### ACTIVITY
Across the entries below, work out how many lines contain "struct". Please give the number only.

───── SUPPLIED DATA ─────

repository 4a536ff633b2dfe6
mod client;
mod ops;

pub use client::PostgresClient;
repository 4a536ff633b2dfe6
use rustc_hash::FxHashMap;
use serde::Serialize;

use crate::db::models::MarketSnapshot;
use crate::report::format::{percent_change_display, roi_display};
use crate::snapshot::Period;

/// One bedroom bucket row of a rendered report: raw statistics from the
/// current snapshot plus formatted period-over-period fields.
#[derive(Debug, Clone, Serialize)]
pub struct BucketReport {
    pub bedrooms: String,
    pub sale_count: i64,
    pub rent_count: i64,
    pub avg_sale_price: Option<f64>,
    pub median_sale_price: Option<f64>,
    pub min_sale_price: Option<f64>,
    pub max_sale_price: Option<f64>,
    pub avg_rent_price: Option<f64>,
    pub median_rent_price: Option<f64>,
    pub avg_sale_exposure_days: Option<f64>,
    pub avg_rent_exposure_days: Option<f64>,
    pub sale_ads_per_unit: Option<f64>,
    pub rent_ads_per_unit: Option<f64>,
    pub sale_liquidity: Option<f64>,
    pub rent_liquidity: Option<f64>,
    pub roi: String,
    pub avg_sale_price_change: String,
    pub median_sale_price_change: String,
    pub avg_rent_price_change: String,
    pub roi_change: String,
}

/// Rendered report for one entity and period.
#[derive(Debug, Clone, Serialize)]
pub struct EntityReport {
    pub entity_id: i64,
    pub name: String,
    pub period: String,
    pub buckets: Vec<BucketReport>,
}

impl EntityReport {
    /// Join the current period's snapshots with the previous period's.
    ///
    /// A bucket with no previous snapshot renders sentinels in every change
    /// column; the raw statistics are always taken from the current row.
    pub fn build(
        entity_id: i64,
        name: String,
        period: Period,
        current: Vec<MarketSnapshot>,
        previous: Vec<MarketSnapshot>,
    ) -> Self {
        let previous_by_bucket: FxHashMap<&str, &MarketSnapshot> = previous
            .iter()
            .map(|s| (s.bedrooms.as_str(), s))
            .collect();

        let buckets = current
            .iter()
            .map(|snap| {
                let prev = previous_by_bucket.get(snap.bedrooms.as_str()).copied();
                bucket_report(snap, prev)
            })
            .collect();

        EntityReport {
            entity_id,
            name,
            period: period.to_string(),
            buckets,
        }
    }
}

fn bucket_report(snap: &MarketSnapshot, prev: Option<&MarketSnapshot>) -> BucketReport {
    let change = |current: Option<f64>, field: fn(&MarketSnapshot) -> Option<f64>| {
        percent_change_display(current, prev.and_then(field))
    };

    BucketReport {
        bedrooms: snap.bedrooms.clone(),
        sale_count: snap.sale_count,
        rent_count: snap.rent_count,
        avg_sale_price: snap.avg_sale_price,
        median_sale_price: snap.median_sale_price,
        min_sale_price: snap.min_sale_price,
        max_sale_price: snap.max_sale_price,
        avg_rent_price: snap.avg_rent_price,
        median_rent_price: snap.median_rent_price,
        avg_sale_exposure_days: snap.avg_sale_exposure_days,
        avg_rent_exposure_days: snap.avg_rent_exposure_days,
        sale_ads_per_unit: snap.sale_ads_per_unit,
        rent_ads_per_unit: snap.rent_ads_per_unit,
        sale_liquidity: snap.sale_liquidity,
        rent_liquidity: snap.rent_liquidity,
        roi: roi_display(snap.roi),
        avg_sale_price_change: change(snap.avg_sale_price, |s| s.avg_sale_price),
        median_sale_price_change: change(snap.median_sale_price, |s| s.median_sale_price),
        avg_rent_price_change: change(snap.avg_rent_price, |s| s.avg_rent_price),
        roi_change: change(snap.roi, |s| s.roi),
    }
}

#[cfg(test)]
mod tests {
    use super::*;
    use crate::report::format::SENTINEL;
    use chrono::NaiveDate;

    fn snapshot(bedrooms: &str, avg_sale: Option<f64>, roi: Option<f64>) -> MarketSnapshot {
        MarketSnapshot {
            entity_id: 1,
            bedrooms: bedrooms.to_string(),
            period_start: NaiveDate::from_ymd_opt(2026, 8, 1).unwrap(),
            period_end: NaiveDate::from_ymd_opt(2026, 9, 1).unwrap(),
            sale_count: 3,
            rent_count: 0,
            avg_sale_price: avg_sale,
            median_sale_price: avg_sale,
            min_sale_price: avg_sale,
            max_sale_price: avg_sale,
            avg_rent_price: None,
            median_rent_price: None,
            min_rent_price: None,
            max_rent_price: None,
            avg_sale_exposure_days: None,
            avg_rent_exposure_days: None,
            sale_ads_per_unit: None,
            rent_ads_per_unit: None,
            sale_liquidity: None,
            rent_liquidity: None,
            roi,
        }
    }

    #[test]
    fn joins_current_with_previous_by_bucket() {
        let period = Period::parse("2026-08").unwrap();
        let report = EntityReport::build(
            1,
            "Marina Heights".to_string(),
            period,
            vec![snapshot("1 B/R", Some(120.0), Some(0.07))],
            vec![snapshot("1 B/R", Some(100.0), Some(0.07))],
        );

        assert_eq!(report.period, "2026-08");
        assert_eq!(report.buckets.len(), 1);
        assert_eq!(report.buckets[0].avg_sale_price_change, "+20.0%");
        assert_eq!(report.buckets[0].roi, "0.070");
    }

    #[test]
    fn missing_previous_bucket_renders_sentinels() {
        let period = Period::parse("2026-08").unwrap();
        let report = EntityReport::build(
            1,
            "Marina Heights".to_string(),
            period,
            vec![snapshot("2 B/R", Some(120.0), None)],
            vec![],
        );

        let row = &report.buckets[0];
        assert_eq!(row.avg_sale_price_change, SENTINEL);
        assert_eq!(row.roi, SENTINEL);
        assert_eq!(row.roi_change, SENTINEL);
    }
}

─────

### EXERCISE RESPONSE
2